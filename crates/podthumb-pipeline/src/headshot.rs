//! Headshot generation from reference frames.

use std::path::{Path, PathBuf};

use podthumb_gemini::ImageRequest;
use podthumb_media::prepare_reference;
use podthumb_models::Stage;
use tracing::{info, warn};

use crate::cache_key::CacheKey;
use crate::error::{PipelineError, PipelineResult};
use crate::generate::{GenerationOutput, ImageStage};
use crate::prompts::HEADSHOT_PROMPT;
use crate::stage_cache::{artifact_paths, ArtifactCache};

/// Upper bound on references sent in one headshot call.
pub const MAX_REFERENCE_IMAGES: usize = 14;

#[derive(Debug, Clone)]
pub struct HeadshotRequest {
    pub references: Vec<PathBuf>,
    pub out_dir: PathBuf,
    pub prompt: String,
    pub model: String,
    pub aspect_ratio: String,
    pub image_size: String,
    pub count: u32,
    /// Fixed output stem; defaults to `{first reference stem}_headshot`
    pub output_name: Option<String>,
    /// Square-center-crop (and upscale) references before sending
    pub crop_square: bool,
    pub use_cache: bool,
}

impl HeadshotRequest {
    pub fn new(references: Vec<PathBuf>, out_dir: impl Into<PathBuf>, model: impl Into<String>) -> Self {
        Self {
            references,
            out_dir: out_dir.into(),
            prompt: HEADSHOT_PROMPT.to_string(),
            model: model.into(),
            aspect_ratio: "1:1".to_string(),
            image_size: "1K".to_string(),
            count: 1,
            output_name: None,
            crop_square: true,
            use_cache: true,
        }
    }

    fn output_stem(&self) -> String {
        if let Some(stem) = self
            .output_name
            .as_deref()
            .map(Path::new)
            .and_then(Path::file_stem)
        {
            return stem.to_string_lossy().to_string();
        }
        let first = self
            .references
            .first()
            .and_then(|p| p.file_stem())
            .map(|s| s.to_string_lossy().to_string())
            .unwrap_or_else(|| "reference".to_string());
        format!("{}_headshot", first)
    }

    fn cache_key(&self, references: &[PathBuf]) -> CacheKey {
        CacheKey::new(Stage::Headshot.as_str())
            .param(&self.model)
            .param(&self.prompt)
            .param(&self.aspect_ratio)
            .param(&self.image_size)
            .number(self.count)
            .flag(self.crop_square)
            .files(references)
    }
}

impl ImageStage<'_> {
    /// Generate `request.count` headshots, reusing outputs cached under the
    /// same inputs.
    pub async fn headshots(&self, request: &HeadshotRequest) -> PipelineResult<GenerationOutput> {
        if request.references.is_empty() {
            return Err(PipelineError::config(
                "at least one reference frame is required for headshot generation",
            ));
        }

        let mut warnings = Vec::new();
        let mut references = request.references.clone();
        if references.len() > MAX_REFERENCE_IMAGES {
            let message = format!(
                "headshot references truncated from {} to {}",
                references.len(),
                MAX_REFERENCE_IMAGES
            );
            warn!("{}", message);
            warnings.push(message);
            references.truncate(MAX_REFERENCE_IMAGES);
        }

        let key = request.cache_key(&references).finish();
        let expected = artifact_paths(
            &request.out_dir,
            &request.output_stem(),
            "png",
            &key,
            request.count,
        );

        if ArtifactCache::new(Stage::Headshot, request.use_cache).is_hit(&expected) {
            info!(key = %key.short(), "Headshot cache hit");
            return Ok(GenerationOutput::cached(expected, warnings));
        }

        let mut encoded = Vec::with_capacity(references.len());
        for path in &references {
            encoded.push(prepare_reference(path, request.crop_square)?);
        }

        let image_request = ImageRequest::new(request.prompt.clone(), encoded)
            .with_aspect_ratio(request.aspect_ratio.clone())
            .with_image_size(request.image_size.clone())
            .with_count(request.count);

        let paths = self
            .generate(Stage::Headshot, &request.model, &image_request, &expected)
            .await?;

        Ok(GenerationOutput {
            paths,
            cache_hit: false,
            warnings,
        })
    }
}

--

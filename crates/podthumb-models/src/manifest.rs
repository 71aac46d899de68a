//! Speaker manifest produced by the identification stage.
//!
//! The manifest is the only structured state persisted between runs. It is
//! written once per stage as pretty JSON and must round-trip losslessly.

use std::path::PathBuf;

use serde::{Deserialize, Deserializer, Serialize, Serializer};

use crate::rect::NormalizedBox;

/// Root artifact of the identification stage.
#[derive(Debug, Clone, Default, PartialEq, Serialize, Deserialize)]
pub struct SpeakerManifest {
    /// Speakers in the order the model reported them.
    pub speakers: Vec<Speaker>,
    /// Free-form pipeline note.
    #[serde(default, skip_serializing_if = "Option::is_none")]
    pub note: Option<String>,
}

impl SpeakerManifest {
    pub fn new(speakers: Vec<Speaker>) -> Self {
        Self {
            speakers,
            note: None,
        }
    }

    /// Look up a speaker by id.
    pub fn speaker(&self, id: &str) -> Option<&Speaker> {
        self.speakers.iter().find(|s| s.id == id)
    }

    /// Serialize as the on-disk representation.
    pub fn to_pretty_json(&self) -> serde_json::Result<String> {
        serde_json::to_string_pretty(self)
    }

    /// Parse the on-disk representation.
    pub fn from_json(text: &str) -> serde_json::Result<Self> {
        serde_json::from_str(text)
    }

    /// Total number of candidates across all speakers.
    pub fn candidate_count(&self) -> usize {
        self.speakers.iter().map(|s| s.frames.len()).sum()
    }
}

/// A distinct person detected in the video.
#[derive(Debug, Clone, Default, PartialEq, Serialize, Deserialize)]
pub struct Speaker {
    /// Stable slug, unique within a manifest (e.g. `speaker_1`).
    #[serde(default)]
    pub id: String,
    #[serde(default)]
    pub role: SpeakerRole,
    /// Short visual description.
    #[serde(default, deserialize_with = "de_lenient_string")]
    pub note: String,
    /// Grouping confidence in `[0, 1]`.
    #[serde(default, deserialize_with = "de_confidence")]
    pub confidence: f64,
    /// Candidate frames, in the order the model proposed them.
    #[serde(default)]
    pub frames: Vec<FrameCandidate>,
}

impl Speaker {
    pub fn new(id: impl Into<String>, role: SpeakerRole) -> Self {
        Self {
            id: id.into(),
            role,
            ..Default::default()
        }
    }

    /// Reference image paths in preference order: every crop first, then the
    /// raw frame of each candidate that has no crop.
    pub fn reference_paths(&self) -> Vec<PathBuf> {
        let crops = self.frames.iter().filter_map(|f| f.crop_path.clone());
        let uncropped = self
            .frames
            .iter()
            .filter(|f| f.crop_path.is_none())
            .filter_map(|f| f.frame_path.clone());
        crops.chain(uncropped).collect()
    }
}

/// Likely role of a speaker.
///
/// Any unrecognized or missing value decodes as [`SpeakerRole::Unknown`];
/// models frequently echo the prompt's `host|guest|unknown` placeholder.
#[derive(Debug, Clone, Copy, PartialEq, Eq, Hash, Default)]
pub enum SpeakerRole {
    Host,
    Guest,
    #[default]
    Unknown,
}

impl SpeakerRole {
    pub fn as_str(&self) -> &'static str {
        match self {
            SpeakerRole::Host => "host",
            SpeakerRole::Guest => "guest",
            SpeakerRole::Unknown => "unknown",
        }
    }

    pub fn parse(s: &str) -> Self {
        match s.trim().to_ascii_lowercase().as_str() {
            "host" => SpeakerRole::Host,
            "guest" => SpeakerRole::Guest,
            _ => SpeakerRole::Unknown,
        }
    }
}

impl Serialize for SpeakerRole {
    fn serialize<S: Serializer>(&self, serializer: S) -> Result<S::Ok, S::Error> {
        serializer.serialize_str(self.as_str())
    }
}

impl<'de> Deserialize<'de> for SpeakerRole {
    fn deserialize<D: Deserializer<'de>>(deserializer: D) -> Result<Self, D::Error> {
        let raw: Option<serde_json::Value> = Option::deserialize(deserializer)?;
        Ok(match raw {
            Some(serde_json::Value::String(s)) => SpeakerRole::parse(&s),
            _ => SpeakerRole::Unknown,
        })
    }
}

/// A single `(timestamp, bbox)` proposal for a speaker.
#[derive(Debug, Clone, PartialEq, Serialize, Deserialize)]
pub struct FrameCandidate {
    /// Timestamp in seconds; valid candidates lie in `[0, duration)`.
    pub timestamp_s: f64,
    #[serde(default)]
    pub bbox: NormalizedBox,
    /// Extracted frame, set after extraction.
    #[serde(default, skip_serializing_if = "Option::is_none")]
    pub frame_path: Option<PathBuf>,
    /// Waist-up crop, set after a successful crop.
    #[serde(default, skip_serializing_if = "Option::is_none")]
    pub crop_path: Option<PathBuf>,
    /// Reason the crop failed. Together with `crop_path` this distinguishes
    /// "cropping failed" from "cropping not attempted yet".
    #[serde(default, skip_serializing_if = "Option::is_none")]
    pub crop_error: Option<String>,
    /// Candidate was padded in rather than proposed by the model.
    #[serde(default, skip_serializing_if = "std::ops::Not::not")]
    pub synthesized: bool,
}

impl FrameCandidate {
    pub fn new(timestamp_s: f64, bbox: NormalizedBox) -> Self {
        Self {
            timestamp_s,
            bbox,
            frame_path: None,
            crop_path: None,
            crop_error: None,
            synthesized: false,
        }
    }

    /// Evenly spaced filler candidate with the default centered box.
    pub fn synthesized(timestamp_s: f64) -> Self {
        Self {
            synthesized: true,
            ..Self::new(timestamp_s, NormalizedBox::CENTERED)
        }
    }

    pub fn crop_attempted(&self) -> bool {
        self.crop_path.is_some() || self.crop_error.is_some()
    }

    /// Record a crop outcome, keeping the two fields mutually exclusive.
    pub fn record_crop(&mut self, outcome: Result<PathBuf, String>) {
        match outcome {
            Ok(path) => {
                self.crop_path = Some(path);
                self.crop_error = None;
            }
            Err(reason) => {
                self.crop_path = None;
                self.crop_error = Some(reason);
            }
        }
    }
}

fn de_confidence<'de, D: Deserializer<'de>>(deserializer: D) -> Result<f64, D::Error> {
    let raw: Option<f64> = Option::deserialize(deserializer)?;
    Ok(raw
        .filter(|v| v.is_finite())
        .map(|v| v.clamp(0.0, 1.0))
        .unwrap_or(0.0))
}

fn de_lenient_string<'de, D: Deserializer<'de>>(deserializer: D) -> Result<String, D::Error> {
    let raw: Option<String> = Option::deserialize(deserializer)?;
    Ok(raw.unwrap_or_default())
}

---

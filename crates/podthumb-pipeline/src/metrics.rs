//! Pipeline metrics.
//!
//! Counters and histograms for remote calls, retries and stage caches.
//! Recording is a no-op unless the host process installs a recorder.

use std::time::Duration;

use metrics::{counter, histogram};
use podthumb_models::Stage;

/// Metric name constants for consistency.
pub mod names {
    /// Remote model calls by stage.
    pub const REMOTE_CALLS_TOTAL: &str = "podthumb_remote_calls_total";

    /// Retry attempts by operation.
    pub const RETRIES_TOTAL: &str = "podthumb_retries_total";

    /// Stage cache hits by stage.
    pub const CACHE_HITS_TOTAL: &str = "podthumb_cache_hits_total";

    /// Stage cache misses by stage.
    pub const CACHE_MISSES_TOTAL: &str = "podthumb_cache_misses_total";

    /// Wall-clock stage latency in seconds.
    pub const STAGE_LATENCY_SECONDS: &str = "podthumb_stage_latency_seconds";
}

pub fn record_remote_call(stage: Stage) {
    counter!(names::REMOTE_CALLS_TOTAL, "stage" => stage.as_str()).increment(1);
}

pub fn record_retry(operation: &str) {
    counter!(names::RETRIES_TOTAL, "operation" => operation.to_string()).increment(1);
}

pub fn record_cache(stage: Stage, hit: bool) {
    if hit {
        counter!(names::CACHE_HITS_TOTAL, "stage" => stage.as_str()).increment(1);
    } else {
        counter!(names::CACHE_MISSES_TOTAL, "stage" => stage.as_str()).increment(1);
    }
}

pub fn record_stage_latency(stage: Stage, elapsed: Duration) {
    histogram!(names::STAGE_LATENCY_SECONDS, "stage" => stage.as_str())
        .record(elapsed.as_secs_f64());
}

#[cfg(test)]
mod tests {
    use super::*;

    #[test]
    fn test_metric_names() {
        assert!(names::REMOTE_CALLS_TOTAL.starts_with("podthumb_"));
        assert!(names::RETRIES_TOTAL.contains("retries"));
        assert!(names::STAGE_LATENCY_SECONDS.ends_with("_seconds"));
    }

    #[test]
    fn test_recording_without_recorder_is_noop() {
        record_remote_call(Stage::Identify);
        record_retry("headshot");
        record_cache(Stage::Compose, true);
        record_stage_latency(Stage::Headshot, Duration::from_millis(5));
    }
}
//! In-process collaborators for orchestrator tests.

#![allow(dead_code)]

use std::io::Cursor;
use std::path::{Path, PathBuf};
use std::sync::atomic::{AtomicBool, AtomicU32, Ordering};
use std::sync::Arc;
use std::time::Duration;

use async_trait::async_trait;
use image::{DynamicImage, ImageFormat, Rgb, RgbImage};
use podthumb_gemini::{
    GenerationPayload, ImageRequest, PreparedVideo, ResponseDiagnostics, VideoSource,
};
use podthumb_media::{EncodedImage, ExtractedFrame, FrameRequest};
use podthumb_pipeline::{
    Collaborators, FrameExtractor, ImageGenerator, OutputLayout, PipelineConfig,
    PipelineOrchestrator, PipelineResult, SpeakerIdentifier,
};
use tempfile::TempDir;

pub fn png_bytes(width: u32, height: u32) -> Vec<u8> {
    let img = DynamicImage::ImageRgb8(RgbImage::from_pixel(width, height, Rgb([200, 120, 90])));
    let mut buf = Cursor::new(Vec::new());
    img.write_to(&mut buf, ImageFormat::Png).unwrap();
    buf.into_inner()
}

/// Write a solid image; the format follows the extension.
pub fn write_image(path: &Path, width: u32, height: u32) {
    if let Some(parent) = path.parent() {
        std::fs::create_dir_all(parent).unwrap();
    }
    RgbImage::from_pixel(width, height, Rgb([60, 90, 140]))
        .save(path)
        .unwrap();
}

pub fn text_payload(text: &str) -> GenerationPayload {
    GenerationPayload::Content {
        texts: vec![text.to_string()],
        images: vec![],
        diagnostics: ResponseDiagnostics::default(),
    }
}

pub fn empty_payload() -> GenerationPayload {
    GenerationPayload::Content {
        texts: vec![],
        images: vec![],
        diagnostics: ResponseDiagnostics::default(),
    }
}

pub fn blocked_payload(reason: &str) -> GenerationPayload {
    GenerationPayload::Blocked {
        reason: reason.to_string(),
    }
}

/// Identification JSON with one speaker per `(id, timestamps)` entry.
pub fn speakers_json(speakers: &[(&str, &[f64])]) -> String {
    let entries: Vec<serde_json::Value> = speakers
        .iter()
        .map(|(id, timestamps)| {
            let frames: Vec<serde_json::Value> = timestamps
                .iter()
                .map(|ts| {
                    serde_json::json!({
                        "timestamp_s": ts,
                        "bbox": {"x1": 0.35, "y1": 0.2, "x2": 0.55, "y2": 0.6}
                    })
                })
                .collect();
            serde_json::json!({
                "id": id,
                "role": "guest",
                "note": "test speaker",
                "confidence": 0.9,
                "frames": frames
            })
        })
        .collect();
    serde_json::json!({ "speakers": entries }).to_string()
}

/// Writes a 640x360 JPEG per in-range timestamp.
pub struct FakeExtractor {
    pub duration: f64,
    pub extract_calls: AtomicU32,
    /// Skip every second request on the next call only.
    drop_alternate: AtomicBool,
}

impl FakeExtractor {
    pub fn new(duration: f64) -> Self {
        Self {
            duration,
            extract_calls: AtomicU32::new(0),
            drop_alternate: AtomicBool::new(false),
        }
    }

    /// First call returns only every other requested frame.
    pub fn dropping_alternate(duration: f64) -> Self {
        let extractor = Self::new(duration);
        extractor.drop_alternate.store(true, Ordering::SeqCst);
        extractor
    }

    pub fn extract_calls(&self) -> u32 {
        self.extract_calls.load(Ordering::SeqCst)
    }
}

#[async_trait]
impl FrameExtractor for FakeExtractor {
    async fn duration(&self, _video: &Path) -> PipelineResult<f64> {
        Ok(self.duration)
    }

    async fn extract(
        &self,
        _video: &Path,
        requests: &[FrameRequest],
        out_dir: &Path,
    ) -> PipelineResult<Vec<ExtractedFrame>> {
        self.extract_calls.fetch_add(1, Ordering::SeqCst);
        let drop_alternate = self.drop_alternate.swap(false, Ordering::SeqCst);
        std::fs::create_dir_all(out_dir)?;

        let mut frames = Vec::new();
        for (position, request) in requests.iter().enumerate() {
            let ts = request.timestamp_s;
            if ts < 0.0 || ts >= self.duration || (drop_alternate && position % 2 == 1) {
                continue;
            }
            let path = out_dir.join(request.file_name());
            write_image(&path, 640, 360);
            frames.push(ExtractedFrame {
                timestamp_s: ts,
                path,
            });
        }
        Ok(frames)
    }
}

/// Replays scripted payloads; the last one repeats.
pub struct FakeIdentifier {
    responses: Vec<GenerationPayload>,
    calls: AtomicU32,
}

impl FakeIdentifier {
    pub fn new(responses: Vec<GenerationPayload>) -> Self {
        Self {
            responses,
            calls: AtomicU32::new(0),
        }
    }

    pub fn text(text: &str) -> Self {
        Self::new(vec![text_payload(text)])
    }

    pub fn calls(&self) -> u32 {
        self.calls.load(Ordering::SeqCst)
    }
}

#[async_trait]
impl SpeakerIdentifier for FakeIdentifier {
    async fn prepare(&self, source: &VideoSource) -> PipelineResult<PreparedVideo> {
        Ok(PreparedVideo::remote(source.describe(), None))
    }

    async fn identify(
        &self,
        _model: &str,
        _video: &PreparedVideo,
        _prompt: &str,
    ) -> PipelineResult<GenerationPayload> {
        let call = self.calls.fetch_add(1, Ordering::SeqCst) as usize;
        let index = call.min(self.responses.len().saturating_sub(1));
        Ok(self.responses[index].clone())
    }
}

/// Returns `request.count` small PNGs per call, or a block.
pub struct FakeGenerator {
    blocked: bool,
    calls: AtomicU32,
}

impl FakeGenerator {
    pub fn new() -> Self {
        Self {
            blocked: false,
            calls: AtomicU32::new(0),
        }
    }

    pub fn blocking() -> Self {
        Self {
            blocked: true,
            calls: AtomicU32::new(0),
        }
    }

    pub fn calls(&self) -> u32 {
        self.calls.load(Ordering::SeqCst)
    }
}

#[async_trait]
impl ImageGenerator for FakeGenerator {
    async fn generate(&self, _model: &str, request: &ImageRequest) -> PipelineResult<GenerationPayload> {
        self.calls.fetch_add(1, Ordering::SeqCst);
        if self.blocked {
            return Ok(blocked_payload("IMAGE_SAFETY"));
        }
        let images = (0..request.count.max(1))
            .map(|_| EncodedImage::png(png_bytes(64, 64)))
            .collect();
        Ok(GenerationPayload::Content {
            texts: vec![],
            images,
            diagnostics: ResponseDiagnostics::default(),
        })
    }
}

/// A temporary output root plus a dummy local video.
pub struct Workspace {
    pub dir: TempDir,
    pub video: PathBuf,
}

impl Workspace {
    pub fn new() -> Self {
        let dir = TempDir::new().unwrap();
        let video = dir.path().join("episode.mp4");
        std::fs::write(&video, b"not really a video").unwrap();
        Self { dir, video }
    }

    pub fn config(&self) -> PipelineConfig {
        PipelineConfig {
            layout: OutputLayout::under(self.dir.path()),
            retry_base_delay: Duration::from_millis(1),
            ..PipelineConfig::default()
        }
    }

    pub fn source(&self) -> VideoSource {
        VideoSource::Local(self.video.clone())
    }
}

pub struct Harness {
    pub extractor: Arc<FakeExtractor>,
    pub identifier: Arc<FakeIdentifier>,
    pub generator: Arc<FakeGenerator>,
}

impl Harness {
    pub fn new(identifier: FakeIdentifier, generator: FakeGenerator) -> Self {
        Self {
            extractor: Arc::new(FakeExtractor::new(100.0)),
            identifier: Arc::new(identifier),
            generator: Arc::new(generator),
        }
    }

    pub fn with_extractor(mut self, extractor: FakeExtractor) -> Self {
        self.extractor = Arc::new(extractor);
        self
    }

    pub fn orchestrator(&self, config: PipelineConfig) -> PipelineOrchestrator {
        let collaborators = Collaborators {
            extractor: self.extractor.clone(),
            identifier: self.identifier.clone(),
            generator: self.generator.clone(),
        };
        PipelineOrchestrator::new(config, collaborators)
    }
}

▸ **Aim of the exercise**:
Among the entries above, the lines between the ones containing "Free-form pipeline note." and "across all speakers.", inclusive, are to be transcribed exactly. No other line is to be given.

▸ **Expected answer**:
    /// Free-form pipeline note.
    #[serde(default, skip_serializing_if = "Option::is_none")]
    pub note: Option<String>,
}

impl SpeakerManifest {
    pub fn new(speakers: Vec<Speaker>) -> Self {
        Self {
            speakers,
            note: None,
        }
    }

    /// Look up a speaker by id.
    pub fn speaker(&self, id: &str) -> Option<&Speaker> {
        self.speakers.iter().find(|s| s.id == id)
    }

    /// Serialize as the on-disk representation.
    pub fn to_pretty_json(&self) -> serde_json::Result<String> {
        serde_json::to_string_pretty(self)
    }

    /// Parse the on-disk representation.
    pub fn from_json(text: &str) -> serde_json::Result<Self> {
        serde_json::from_str(text)
    }

    /// Total number of candidates across all speakers.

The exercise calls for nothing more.